Sobald ich XPath importieren möchte ist XPath durchgestrichen und ich bekomme diese Meldung:

XPath is deprecated

Was bedeutet diese?
Nicht zugelassen; wo kann ich sie den "erlauben"?

Über Antworten freue ich mich

MfG

Pagaty


----------



## SlaterB (22. Nov 2012)

XPath (JDOM v2.0.4)


> Deprecated. Use XPathFactory/XPathExpression/XPathBuilder instead.


generell besser nach (aktuellen) Tutorials richten als beliebige Klassen solcher APIs zusammensammeln,
falls dir nicht XPath explizit vorgeschlagen wurde

ich kann leider nichts genaues vorschlagen/ verlinken, aber Suchmaschinen gibts ja auch,
obiges etwa nach wenigen Sekunden zur Suche 'XPath is deprecated' gefunden


----------



## nillehammer (22. Nov 2012)

> ich versuche in eclipse mit XPath eine XML Datei zu durchsuchen.


Ich nehme mal an, das heißt, Du entwickelst mit Eclipse ein Java-Programm, mit dem Du das machen willst? Falls ja, dann


> Sobald ich XPath importieren möchte ist XPath durchgestrichen und ich bekomme diese Meldung:
> 
> XPath is deprecated


Entwickler entwickeln ihre Programme stetig weiter. Dabei merken Sie, dass einiges nicht so gut gelöst ist und wollen es rausschmeißen/ändern. Wenn sie das mit der nächsten Version sofort täten, würden alle Programme, die ausgerechnet die Funktion nutzen nicht mehr kompilieren. Deswegen hat man einen sanfteren Weg gewählt. Zunächst wird etwas als deprecated (verpönt) gekennzeichnet. So bekommen alle zunächst eine Warnung und haben etwas Zeit, bis die Funktion dann wirklich rausfliegt. Meist findest Du in den javadocs einen Hinweis, was statt dem deprecated statt dessen zu verwenden ist. Wenn du mal Code (inkl. import Statements) postest, kann Dir sicher auch dabei geholfen werden.


----------



## Pagaty (22. Nov 2012)

Hallo,
ui das ging ja schnell...




> generell besser nach (aktuellen) Tutorials richten als beliebige Klassen solcher APIs zusammensammeln,
> falls dir nicht XPath explizit vorgeschlagen wurde



in der tat wurde es das vorgeschrieben. Aber es gibt ja genug neueres (hoffe ich) werde mich auf die Suche begeben.

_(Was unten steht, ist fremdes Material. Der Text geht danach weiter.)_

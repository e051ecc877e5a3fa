//! Public TCP port pool
//!
//! Tracks which ports of the configured public range are handed out to TCP
//! tunnels. Allocation never blocks; callers that find the pool exhausted
//! refuse the forwarding request.

use std::collections::BTreeMap;

use parking_lot::Mutex;
use thiserror::Error;

#[derive(Debug, Error)]
#[error("port {0} is outside the public port range")]
pub struct UnknownPort(pub u16);

/// Pool of publicly bindable TCP ports with claim/release semantics.
#[derive(Debug, Default)]
pub struct PortRegistry {
    // port -> assigned; BTreeMap keeps the free-port scan ascending
    ports: Mutex<BTreeMap<u16, bool>>,
}

impl PortRegistry {
    pub fn new() -> Self {
        Self::default()
    }

    /// Mark every port in the inclusive range as known and unassigned.
    ///
    /// Ports already present keep their assignment state.
    pub fn add_range(&self, start: u16, end: u16) {
        let mut ports = self.ports.lock();
        for port in start..=end {
            ports.entry(port).or_insert(false);
        }
    }

    /// Lowest currently-unassigned port, or `None` when the range is
    /// exhausted.
    pub fn unassigned(&self) -> Option<u16> {
        let ports = self.ports.lock();
        ports
            .iter()
            .find(|(_, assigned)| !**assigned)
            .map(|(port, _)| *port)
    }

    /// Atomically mark a specific port assigned if it is known and free.
    pub fn claim(&self, port: u16) -> bool {
        let mut ports = self.ports.lock();
        match ports.get_mut(&port) {
            Some(assigned) if !*assigned => {
                *assigned = true;
                true
            }
            _ => false,
        }
    }

    /// Explicitly set a port's assignment state. Idempotent; fails only for
    /// ports outside every added range.
    pub fn set_status(&self, port: u16, assigned: bool) -> Result<(), UnknownPort> {
        let mut ports = self.ports.lock();
        match ports.get_mut(&port) {
            Some(slot) => {
                *slot = assigned;
                Ok(())
            }
            None => Err(UnknownPort(port)),
        }
    }
}
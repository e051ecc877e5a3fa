//! Slug storage and random slug generation

use parking_lot::RwLock;
use rand::rngs::OsRng;
use rand::RngCore;
use thiserror::Error;

/// Length of server-generated slugs.
pub const GENERATED_SLUG_LEN: usize = 20;

const SLUG_ALPHABET: &[u8; 36] = b"abcdefghijklmnopqrstuvwxyz0123456789";

// Largest multiple of the alphabet size that fits in a byte. Bytes at or
// above this are rejected so the draw stays uniform.
const REJECTION_LIMIT: u8 = 252;

#[derive(Debug, Error)]
pub enum SlugError {
    #[error("system entropy source failed: {0}")]
    Entropy(#[from] rand::Error),
}

/// The single slug belonging to one session.
///
/// Reads happen on every dashboard redraw and front-door lookup; writes
/// happen once on allocation and at most once more on a rename.
#[derive(Debug, Default)]
pub struct SlugHolder {
    value: RwLock<String>,
}

impl SlugHolder {
    pub fn new() -> Self {
        Self::default()
    }

    pub fn get(&self) -> String {
        self.value.read().clone()
    }

    pub fn set(&self, slug: impl Into<String>) {
        *self.value.write() = slug.into();
    }
}

/// Generate `len` characters drawn uniformly from `[a-z0-9]` using the
/// operating system's entropy source.
pub fn random_string(len: usize) -> Result<String, SlugError> {
    let mut out = String::with_capacity(len);
    let mut block = [0u8; 64];

    while out.len() < len {
        OsRng.try_fill_bytes(&mut block)?;
        for &byte in block.iter() {
            if byte >= REJECTION_LIMIT {
                continue;
            }
            out.push(SLUG_ALPHABET[(byte % SLUG_ALPHABET.len() as u8) as usize] as char);
            if out.len() == len {
                break;
            }
        }
    }

    Ok(out)
}

#[cfg(test)]
mod tests {
    use super::*;

    #[test]
    fn test_random_string_length_and_charset() {
        let slug = random_string(GENERATED_SLUG_LEN).unwrap();
        assert_eq!(slug.len(), GENERATED_SLUG_LEN);
        assert!(slug
            .bytes()
            .all(|b| b.is_ascii_lowercase() || b.is_ascii_digit()));
    }

    #[test]
    fn test_random_string_empty() {
        assert_eq!(random_string(0).unwrap(), "");
    }

    #[test]
    fn test_random_string_distinct() {
        // 36^20 values; a collision here means the generator is broken
        let a = random_string(GENERATED_SLUG_LEN).unwrap();
        let b = random_string(GENERATED_SLUG_LEN).unwrap();
        assert_ne!(a, b);
    }

    #[test]
    fn test_generated_slugs_are_well_formed() {
        for _ in 0..32 {
            let slug = random_string(GENERATED_SLUG_LEN).unwrap();
            assert!(crate::policy::slug_well_formed(&slug));
        }
    }

    #[test]
    fn test_slug_holder_get_set() {
        let holder = SlugHolder::new();
        assert_eq!(holder.get(), "");

        holder.set("abc123");
        assert_eq!(holder.get(), "abc123");

        holder.set("renamed");
        assert_eq!(holder.get(), "renamed");
    }
}
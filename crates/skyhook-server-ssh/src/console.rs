//! Interactive console adapter
//!
//! Thin boundary between the orchestrator and the tunnel owner's terminal.
//! When the owner accepted a session channel, status lines go there;
//! headless sessions get a no-op console. Identity and allocation errors
//! surface here and never on the public side.

use std::sync::atomic::{AtomicBool, Ordering};
use std::sync::Arc;

use parking_lot::Mutex as SyncMutex;
use russh::server::Msg;
use russh::Channel;
use tokio::sync::Mutex;
use tracing::trace;

/// Status-line sink for one session's owner.
pub struct Console {
    channel: Mutex<Option<Channel<Msg>>>,
    attached: AtomicBool,
    stopped: AtomicBool,
    dims: SyncMutex<(u32, u32)>,
}

impl Console {
    pub fn new() -> Arc<Self> {
        Arc::new(Self {
            channel: Mutex::new(None),
            attached: AtomicBool::new(false),
            stopped: AtomicBool::new(false),
            dims: SyncMutex::new((80, 24)),
        })
    }

    /// Adopt the owner's session channel; the session is interactive from
    /// here on.
    pub async fn attach(&self, channel: Channel<Msg>) {
        *self.channel.lock().await = Some(channel);
        self.attached.store(true, Ordering::Release);
    }

    pub fn is_attached(&self) -> bool {
        self.attached.load(Ordering::Acquire) && !self.stopped.load(Ordering::Acquire)
    }

    /// Push one human-readable line to the owner's terminal. No-op for
    /// headless or stopped sessions; write failures are dropped (the
    /// connection is going away anyway).
    pub async fn send_line(&self, line: &str) {
        if self.stopped.load(Ordering::Acquire) {
            return;
        }
        if let Some(channel) = self.channel.lock().await.as_mut() {
            trace!(line, "console line");
            let _ = channel.data(format!("{line}\r\n").as_bytes()).await;
        }
    }

    /// Terminal dimensions from `pty-req` / `window-change`.
    pub fn set_wh(&self, cols: u32, rows: u32) {
        *self.dims.lock() = (cols, rows);
    }

    pub fn wh(&self) -> (u32, u32) {
        *self.dims.lock()
    }

    /// Close the owner's channel. Idempotent.
    pub async fn stop(&self) {
        if self.stopped.swap(true, Ordering::AcqRel) {
            return;
        }
        if let Some(channel) = self.channel.lock().await.take() {
            let _ = channel.eof().await;
            let _ = channel.close().await;
        }
    }
}

#[cfg(test)]
mod tests {
    use super::*;

    #[tokio::test]
    async fn test_headless_console_is_silent() {
        let console = Console::new();
        assert!(!console.is_attached());
        // must not block or panic without a channel
        console.send_line("nobody hears this").await;
        console.stop().await;
        console.stop().await;
    }

    #[test]
    fn test_window_dimensions() {
        let console = Console::new();
        assert_eq!(console.wh(), (80, 24));
        console.set_wh(132, 43);
        assert_eq!(console.wh(), (132, 43));
    }
}
//! Bidirectional byte pump between a public socket and an SSH channel
//!
//! Each direction copies independently; when one side reaches EOF the
//! opposite writer is half-closed so the peer sees a clean teardown, and
//! the other direction keeps running to its own EOF.

use std::io;
use std::sync::Arc;

use tokio::io::{AsyncRead, AsyncReadExt, AsyncWrite, AsyncWriteExt};
use tokio_util::sync::CancellationToken;
use tracing::trace;

use crate::pool::BufferPool;
use crate::ForwardError;

/// Bytes moved by each pump direction.
#[derive(Debug, Default, Clone, Copy, PartialEq, Eq)]
pub struct PumpStats {
    /// Channel to public socket.
    pub to_public: u64,
    /// Public socket to channel.
    pub to_channel: u64,
}

/// Copy bytes both ways until both directions have finished.
///
/// EOF and closed-connection errors end a direction quietly; anything else
/// is joined into a single composite error after both directions stop.
/// Cancellation makes each direction return within one buffer read.
pub async fn splice<P, C>(
    public: P,
    channel: C,
    pool: &Arc<BufferPool>,
    cancel: &CancellationToken,
) -> Result<PumpStats, ForwardError>
where
    P: AsyncRead + AsyncWrite,
    C: AsyncRead + AsyncWrite,
{
    let (mut public_rx, mut public_tx) = tokio::io::split(public);
    let (mut channel_rx, mut channel_tx) = tokio::io::split(channel);

    let (to_public, to_channel) = tokio::join!(
        copy_direction(&mut channel_rx, &mut public_tx, pool, cancel),
        copy_direction(&mut public_rx, &mut channel_tx, pool, cancel),
    );

    match (to_public, to_channel) {
        (Ok(to_public), Ok(to_channel)) => {
            trace!(to_public, to_channel, "pump finished");
            Ok(PumpStats {
                to_public,
                to_channel,
            })
        }
        (to_public, to_channel) => Err(ForwardError::Pump {
            to_public: to_public.err(),
            to_channel: to_channel.err(),
        }),
    }
}

/// One pump direction. Half-closes the writer when the reader ends, then
/// reports how many bytes moved.
async fn copy_direction<R, W>(
    reader: &mut R,
    writer: &mut W,
    pool: &Arc<BufferPool>,
    cancel: &CancellationToken,
) -> io::Result<u64>
where
    R: AsyncRead + Unpin,
    W: AsyncWrite + Unpin,
{
    let mut buf = pool.take();
    let mut copied = 0u64;

    loop {
        let read = tokio::select! {
            _ = cancel.cancelled() => {
                let _ = writer.shutdown().await;
                return Ok(copied);
            }
            read = reader.read(&mut buf) => read,
        };

        match read {
            Ok(0) => {
                // reader is done; propagate the half-close
                let _ = writer.shutdown().await;
                return Ok(copied);
            }
            Ok(n) => {
                if let Err(err) = writer.write_all(&buf[..n]).await {
                    return finish(copied, err);
                }
                copied += n as u64;
            }
            Err(err) => {
                let _ = writer.shutdown().await;
                return finish(copied, err);
            }
        }
    }
}

fn finish(copied: u64, err: io::Error) -> io::Result<u64> {
    if is_closed_error(&err) {
        Ok(copied)
    } else {
        Err(err)
    }
}

/// Errors that just mean "the other side went away".
pub fn is_closed_error(err: &io::Error) -> bool {
    matches!(
        err.kind(),
        io::ErrorKind::UnexpectedEof
            | io::ErrorKind::BrokenPipe
            | io::ErrorKind::ConnectionReset
            | io::ErrorKind::ConnectionAborted
            | io::ErrorKind::NotConnected
    ) || err.to_string().contains("closed")
}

> wenigen Sekunden zur Suche 'XPath is deprecated' gefunden



die Ergebnisse hatte ich nicht verstanden. Jetzt ist es mir klarer.



> Ich nehme mal an, das heißt, Du entwickelst mit Eclipse ein Java-Programm,



ja. Sorry, hätte ich vielleicht erwähnen sollen.



> Meist findest Du in den javadocs einen Hinweis, was statt dem deprecated statt dessen zu verwenden ist. Wenn du mal Code (inkl. import Statements) postest, kann Dir sicher auch dabei geholfen werden.



Da werde ich jetzt mal auf die Suche gehen.
bezüglich des Codes bin ich noch nicht so weit, komme aber gerne darauf zurück wenn es soweit ist.


Erst mal vielen Dank das Ihr mir Licht ins Dunkel gebracht habt.
Jezt habe ich wieder Ansatzpunke an denen ich weitersuchen kann.

LG
Pagaty


----------